## [WHAT YOU NEED TO DO]
State only how many lines of the records contain the string "Deserialize".

## [SUPPLIED ENTRIES]
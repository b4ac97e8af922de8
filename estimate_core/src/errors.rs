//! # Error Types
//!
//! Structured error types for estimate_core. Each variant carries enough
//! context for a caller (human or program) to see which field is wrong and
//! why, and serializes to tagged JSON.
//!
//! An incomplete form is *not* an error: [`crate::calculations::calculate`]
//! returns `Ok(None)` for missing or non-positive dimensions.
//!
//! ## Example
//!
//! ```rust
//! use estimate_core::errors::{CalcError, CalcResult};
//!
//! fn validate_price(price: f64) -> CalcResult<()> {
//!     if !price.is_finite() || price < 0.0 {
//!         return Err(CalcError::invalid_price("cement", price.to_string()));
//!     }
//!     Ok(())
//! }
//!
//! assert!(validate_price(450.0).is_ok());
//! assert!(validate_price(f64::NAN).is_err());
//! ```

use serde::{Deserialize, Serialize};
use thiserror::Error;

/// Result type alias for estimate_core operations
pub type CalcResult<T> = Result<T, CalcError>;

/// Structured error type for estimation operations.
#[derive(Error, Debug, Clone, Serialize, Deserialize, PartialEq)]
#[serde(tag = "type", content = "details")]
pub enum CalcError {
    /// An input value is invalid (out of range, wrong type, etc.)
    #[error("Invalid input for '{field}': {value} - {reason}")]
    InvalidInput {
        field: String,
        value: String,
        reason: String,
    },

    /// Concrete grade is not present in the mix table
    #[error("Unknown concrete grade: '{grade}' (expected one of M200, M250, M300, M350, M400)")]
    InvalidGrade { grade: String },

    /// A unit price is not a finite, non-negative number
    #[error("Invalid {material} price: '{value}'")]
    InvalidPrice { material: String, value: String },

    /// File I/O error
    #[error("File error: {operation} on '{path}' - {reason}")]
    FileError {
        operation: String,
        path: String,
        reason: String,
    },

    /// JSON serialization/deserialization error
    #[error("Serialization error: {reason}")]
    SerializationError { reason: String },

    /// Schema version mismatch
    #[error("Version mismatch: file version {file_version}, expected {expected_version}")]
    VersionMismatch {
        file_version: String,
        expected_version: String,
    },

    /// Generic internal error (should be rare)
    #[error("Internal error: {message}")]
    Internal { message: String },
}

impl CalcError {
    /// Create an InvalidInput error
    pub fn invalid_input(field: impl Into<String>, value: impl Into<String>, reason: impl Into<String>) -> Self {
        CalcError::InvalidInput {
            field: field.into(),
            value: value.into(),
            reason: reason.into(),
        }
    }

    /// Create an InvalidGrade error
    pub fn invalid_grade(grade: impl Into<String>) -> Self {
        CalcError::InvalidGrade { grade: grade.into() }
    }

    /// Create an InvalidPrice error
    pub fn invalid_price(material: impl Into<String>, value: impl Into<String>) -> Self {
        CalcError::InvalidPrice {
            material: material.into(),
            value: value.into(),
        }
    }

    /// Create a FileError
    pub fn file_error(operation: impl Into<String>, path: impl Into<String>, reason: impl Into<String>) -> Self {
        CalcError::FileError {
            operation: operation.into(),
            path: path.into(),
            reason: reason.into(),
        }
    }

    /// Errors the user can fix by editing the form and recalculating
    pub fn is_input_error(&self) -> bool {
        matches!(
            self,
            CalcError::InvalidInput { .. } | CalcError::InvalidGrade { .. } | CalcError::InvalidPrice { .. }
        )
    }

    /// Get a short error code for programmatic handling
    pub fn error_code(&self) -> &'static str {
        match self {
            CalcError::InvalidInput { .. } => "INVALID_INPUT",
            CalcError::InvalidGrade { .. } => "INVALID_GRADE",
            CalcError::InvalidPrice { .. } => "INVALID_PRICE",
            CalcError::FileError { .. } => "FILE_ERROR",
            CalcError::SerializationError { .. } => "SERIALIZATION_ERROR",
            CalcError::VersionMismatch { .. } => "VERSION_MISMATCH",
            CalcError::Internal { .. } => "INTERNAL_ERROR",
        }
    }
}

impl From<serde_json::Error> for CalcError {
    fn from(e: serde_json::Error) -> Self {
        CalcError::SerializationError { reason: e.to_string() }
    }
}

## [RESPONSE BELOW]
2